The U.S. market’s tech-led decline amid recession concerns ahead of major events poses a burden on the domestic market. Additionally, Barclays and Deutsche Bank’s expressed concerns about the semiconductor industry, including downward revisions of target prices and investment ratings for some stocks, contributed to the Philadelphia Semiconductor Index’s 0.61% drop, which is expected to dampen investor sentiment toward related stocks.


However, the likelihood of a stronger Korean won could be a positive factor for foreign investor demand. President Biden’s remarks about the meeting with President Xi and his confidence in the U.S. economy are also favorable. The domestic market is expected to open with a rise of around 0.3%, with limited fluctuations depending on foreign investor activity in the semiconductor sector.

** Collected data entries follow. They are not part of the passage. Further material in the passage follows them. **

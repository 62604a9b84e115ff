pub mod cards;
pub mod reviews;
pub mod schema;

use rusqlite::{Connection, Result};
use std::path::Path;
use std::sync::{Arc, Mutex, MutexGuard, PoisonError};

// Re-export all public items from submodules
pub use cards::*;
pub use reviews::*;
pub use schema::run_migrations;

pub type DbPool = Arc<Mutex<Connection>>;

/// Extension trait for logging errors before discarding them
pub trait LogOnError<T> {
  /// Log the error at warn level and return None
  fn log_warn(self, context: &str) -> Option<T>;
  /// Log the error at warn level and return the default
  fn log_warn_default(self, context: &str) -> T
  where
    T: Default;
}

impl<T, E: std::fmt::Display> LogOnError<T> for std::result::Result<T, E> {
  fn log_warn(self, context: &str) -> Option<T> {
    match self {
      Ok(v) => Some(v),
      Err(e) => {
        tracing::warn!("{}: {}", context, e);
        None
      }
    }
  }

  fn log_warn_default(self, context: &str) -> T
  where
    T: Default,
  {
    match self {
      Ok(v) => v,
      Err(e) => {
        tracing::warn!("{}: {}", context, e);
        T::default()
      }
    }
  }
}

/// Error returned when the database lock cannot be acquired
#[derive(Debug)]
pub struct DbLockError;

impl std::fmt::Display for DbLockError {
  fn fmt(&self, f: &mut std::fmt::Formatter<'_>) -> std::fmt::Result {
    write!(f, "Database unavailable")
  }
}

impl std::error::Error for DbLockError {}

/// Try to acquire the database lock, returning an error if poisoned
pub fn try_lock(pool: &DbPool) -> std::result::Result<MutexGuard<'_, Connection>, DbLockError> {
  pool.lock().map_err(|_: PoisonError<_>| {
    tracing::error!("Database mutex poisoned - a thread panicked while holding the lock");
    DbLockError
  })
}

pub fn init_db(path: &Path) -> Result<DbPool> {
  if let Some(parent) = path.parent() {
    std::fs::create_dir_all(parent).ok();
  }

  // Create a file backup before migrations if the database exists
  if path.exists() {
    let backup_path = path.with_extension("db.backup");
    if let Err(e) = std::fs::copy(path, &backup_path) {
      tracing::warn!("Could not create database backup: {}", e);
    }
  }

  let conn = Connection::open(path)?;
  run_migrations(&conn)?;
  Ok(Arc::new(Mutex::new(conn)))
}

/// Create a backup of the database using VACUUM INTO
pub fn backup_database(conn: &Connection, backup_path: &Path) -> Result<()> {
  let target = backup_path.to_string_lossy();
  conn.execute("VACUUM INTO ?1", [target.as_ref()])?;
  Ok(())
}
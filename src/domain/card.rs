use chrono::{DateTime, Utc};
use serde::{Deserialize, Serialize};

/// Lifecycle tag for a flashcard.
///
/// Descriptive only: the scheduling formula never reads it, but stamps
/// Review/Relearning after each graded review.
#[derive(Debug, Clone, Copy, PartialEq, Eq, Serialize, Deserialize)]
pub enum CardState {
  New,
  Learning,
  Review,
  Relearning,
}

impl CardState {
  pub fn from_str(s: &str) -> Self {
    match s {
      "Learning" => Self::Learning,
      "Review" => Self::Review,
      "Relearning" => Self::Relearning,
      _ => Self::New,
    }
  }

  pub fn as_str(&self) -> &'static str {
    match self {
      Self::New => "New",
      Self::Learning => "Learning",
      Self::Review => "Review",
      Self::Relearning => "Relearning",
    }
  }
}

#[derive(Debug, Clone, PartialEq, Serialize, Deserialize)]
pub struct Flashcard {
  pub id: i64,
  pub front: String,
  pub back: String,

  // SM-2 scheduling fields, written only by the scheduler
  pub ease_factor: f64,
  pub interval_days: i64,
  pub repetitions: i64,
  /// When the card becomes due again. None means never scheduled,
  /// which counts as due immediately.
  pub next_review: Option<DateTime<Utc>>,
  pub state: CardState,
}

impl Flashcard {
  pub fn new(id: i64, front: String, back: String, now: DateTime<Utc>) -> Self {
    Self {
      id,
      front,
      back,
      ease_factor: 2.5,
      interval_days: 0,
      repetitions: 0,
      next_review: Some(now),
      state: CardState::New,
    }
  }

  /// Due when the card has no schedule yet or its review time has arrived.
  pub fn is_due(&self, now: DateTime<Utc>) -> bool {
    self.next_review.is_none_or(|t| t <= now)
  }
}

#[cfg(test)]
mod tests {
  use super::*;
  use chrono::{Duration, TimeZone};

  fn now() -> DateTime<Utc> {
    Utc.with_ymd_and_hms(2025, 6, 1, 12, 0, 0).unwrap()
  }

  // CardState tests

  #[test]
  fn test_card_state_from_str() {
    assert_eq!(CardState::from_str("Learning"), CardState::Learning);
    assert_eq!(CardState::from_str("Review"), CardState::Review);
    assert_eq!(CardState::from_str("Relearning"), CardState::Relearning);
  }

  #[test]
  fn test_card_state_from_str_default() {
    // Unknown strings default to New
    assert_eq!(CardState::from_str("New"), CardState::New);
    assert_eq!(CardState::from_str("unknown"), CardState::New);
    assert_eq!(CardState::from_str(""), CardState::New);
    assert_eq!(CardState::from_str("review"), CardState::New); // case sensitive
  }

  #[test]
  fn test_card_state_as_str_roundtrip() {
    let states = vec![
      CardState::New,
      CardState::Learning,
      CardState::Review,
      CardState::Relearning,
    ];

    for state in states {
      let s = state.as_str();
      assert_eq!(CardState::from_str(s), state);
    }
  }

  // Flashcard constructor tests

  #[test]
  fn test_flashcard_new_defaults() {
    let card = Flashcard::new(1, "mitochondria".to_string(), "powerhouse of the cell".to_string(), now());

    assert_eq!(card.id, 1);
    assert_eq!(card.front, "mitochondria");
    assert_eq!(card.back, "powerhouse of the cell");
    assert!((card.ease_factor - 2.5).abs() < f64::EPSILON);
    assert_eq!(card.interval_days, 0);
    assert_eq!(card.repetitions, 0);
    assert_eq!(card.next_review, Some(now()));
    assert_eq!(card.state, CardState::New);
  }

  #[test]
  fn test_new_card_is_due() {
    let card = Flashcard::new(1, "q".to_string(), "a".to_string(), now());
    assert!(card.is_due(now()));
  }

  #[test]
  fn test_is_due_without_schedule() {
    let mut card = Flashcard::new(1, "q".to_string(), "a".to_string(), now());
    card.next_review = None;
    assert!(card.is_due(now()));
  }

  #[test]
  fn test_is_due_boundaries() {
    let mut card = Flashcard::new(1, "q".to_string(), "a".to_string(), now());
    card.next_review = Some(now() + Duration::days(1));

    assert!(!card.is_due(now()));
    // Exactly at the review time counts as due
    assert!(card.is_due(now() + Duration::days(1)));
    assert!(card.is_due(now() + Duration::days(2)));
  }

  #[test]
  fn test_flashcard_serde_roundtrip() {
    let card = Flashcard::new(7, "front".to_string(), "back".to_string(), now());
    let json = serde_json::to_string(&card).unwrap();
    let parsed: Flashcard = serde_json::from_str(&json).unwrap();

    assert_eq!(parsed.id, card.id);
    assert_eq!(parsed.front, card.front);
    assert_eq!(parsed.next_review, card.next_review);
    assert_eq!(parsed.state, card.state);
  }
}
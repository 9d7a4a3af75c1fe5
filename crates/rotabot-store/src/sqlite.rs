//! SQLite history store.
//!
//! One flat `history` table mirroring `HistoryRecord`. Reads are a
//! full-table scan by design — the resolver filters by rota client
//! side, and history volume is one record per duty window.

use std::path::Path;
use std::sync::Mutex;

use async_trait::async_trait;
use chrono::{DateTime, Utc};
use rusqlite::Connection;

use rotabot_core::error::{Result, RotaBotError};
use rotabot_core::traits::HistoryStore;
use rotabot_core::types::HistoryRecord;

pub struct SqliteHistoryStore {
    conn: Mutex<Connection>,
}

impl SqliteHistoryStore {
    /// Open (or create) the store at `path`.
    pub fn open(path: &Path) -> Result<Self> {
        if let Some(parent) = path.parent() {
            std::fs::create_dir_all(parent)?;
        }
        let conn = Connection::open(path).map_err(map_err)?;

        conn.execute_batch(
            "CREATE TABLE IF NOT EXISTS history (
                id TEXT PRIMARY KEY,
                rota_id TEXT NOT NULL,
                end_time TEXT NOT NULL,
                assignee TEXT NOT NULL
            );",
        )
        .map_err(map_err)?;

        tracing::debug!("history store opened at {}", path.display());
        Ok(Self {
            conn: Mutex::new(conn),
        })
    }

    /// Open an in-process, non-durable store. Test convenience.
    pub fn open_in_memory() -> Result<Self> {
        let conn = Connection::open_in_memory().map_err(map_err)?;
        conn.execute_batch(
            "CREATE TABLE IF NOT EXISTS history (
                id TEXT PRIMARY KEY,
                rota_id TEXT NOT NULL,
                end_time TEXT NOT NULL,
                assignee TEXT NOT NULL
            );",
        )
        .map_err(map_err)?;
        Ok(Self {
            conn: Mutex::new(conn),
        })
    }

    pub fn record_count(&self) -> usize {
        let conn = match self.conn.lock() {
            Ok(c) => c,
            Err(_) => return 0,
        };
        conn.query_row("SELECT COUNT(*) FROM history", [], |r| r.get::<_, i64>(0))
            .unwrap_or(0) as usize
    }
}

#[async_trait]
impl HistoryStore for SqliteHistoryStore {
    async fn scan_all(&self) -> Result<Vec<HistoryRecord>> {
        let conn = self
            .conn
            .lock()
            .map_err(|e| RotaBotError::StoreInternal(e.to_string()))?;
        let mut stmt = conn
            .prepare("SELECT id, rota_id, end_time, assignee FROM history")
            .map_err(map_err)?;

        let rows = stmt
            .query_map([], |row| {
                Ok((
                    row.get::<_, String>(0)?,
                    row.get::<_, String>(1)?,
                    row.get::<_, String>(2)?,
                    row.get::<_, String>(3)?,
                ))
            })
            .map_err(map_err)?;

        let mut records = Vec::new();
        for row in rows {
            let (id, rota_id, end_time, assignee) = row.map_err(map_err)?;
            // A record with an unparseable timestamp is corrupt; skip
            // it rather than poisoning every resolve.
            match parse_time(&end_time) {
                Some(end_time) => records.push(HistoryRecord {
                    id,
                    rota_id,
                    end_time,
                    assignee,
                }),
                None => {
                    tracing::warn!("skipping corrupt history record {id}: bad end_time '{end_time}'");
                }
            }
        }
        Ok(records)
    }

    async fn put(&self, record: HistoryRecord) -> Result<()> {
        let conn = self
            .conn
            .lock()
            .map_err(|e| RotaBotError::StoreInternal(e.to_string()))?;
        conn.execute(
            "INSERT INTO history (id, rota_id, end_time, assignee) VALUES (?1, ?2, ?3, ?4)",
            rusqlite::params![
                record.id,
                record.rota_id,
                record.end_time.to_rfc3339(),
                record.assignee,
            ],
        )
        .map_err(map_err)?;
        Ok(())
    }
}

fn parse_time(s: &str) -> Option<DateTime<Utc>> {
    DateTime::parse_from_rfc3339(s)
        .ok()
        .map(|d| d.with_timezone(&Utc))
}

/// Map rusqlite faults onto the store error taxonomy.
fn map_err(e: rusqlite::Error) -> RotaBotError {
    match &e {
        rusqlite::Error::SqliteFailure(code, _) => match code.code {
            rusqlite::ErrorCode::DatabaseBusy | rusqlite::ErrorCode::DatabaseLocked => {
                RotaBotError::StoreThrottled(e.to_string())
            }
            rusqlite::ErrorCode::CannotOpen | rusqlite::ErrorCode::NotADatabase => {
                RotaBotError::StoreUnavailable(e.to_string())
            }
            _ => RotaBotError::StoreInternal(e.to_string()),
        },
        _ => RotaBotError::StoreInternal(e.to_string()),
    }
}

#[cfg(test)]
mod tests {
    use super::*;
    use chrono::Duration;

    #[tokio::test]
    async fn test_put_then_scan_round_trip() {
        let store = SqliteHistoryStore::open_in_memory().unwrap();
        let record = HistoryRecord::new("RC", "sc", Utc::now() + Duration::hours(1));

        store.put(record.clone()).await.unwrap();
        let scanned = store.scan_all().await.unwrap();

        assert_eq!(scanned.len(), 1);
        assert_eq!(scanned[0].id, record.id);
        assert_eq!(scanned[0].rota_id, "RC");
        assert_eq!(scanned[0].assignee, "sc");
        // rfc3339 keeps sub-second precision
        assert_eq!(scanned[0].end_time, record.end_time);
    }

    #[tokio::test]
    async fn test_scan_empty_store() {
        let store = SqliteHistoryStore::open_in_memory().unwrap();
        assert!(store.scan_all().await.unwrap().is_empty());
    }

    #[tokio::test]
    async fn test_records_accumulate_append_only() {
        let store = SqliteHistoryStore::open_in_memory().unwrap();
        for i in 0..5i64 {
            let record =
                HistoryRecord::new("RC", "sc", Utc::now() + Duration::hours(i));
            store.put(record).await.unwrap();
        }
        assert_eq!(store.scan_all().await.unwrap().len(), 5);
        assert_eq!(store.record_count(), 5);
    }

    #[tokio::test]
    async fn test_corrupt_end_time_is_skipped() {
        let store = SqliteHistoryStore::open_in_memory().unwrap();
        {
            let conn = store.conn.lock().unwrap();
            conn.execute(
                "INSERT INTO history (id, rota_id, end_time, assignee) VALUES (?1, ?2, ?3, ?4)",
                rusqlite::params!["bad-1", "RC", "not-a-timestamp", "sc"],
            )
            .unwrap();
        }
        store
            .put(HistoryRecord::new("RC", "jo", Utc::now()))
            .await
            .unwrap();

        let scanned = store.scan_all().await.unwrap();
        assert_eq!(scanned.len(), 1);
        assert_eq!(scanned[0].assignee, "jo");
    }

    #[tokio::test]
    async fn test_duplicate_id_is_rejected() {
        let store = SqliteHistoryStore::open_in_memory().unwrap();
        let record = HistoryRecord::new("RC", "sc", Utc::now());
        store.put(record.clone()).await.unwrap();
        let err = store.put(record).await.unwrap_err();
        assert!(err.is_store_fault());
    }
}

◆ Han Ji-young, Researcher at Kiwoom Securities = Currently, market participants are adopting a wait-and-see approach ahead of major midweek events, refraining from directional bets.


While the White House officially states that the strong labor market supports the view that the economy will avoid a recession, the market seems to place more weight on the possibility of a technical recession, defined as two consecutive quarters of negative growth. However, considering the significant declines in major markets such as Korea and the U.S. since May, when recession risks began to surface, it is expected that even if a recession is confirmed, the market will treat it as a foregone negative fact.


Following mixed performance in the domestic market the previous day, supported by strength in automobile stocks and improved foreign investor flows, the market is expected to show limited movement influenced by cautious sentiment ahead of major midweek events.



Additionally, Walmart’s significant downward revision of its annual guidance after the U.S. market close is a negative factor. This is expected to constrain improvement in overall investor sentiment, affecting not only domestic retail stocks but the broader market. Walmart’s earnings weakness is linked to changes in consumer spending patterns and demand weakness, which could lead to inventory management issues for certain or key products. However, stocks related to electrical equipment, automobiles, and groceries, which are relatively free from inventory issues, are expected to show favorable price movements today.


This content was produced with the assistance of AI translation services.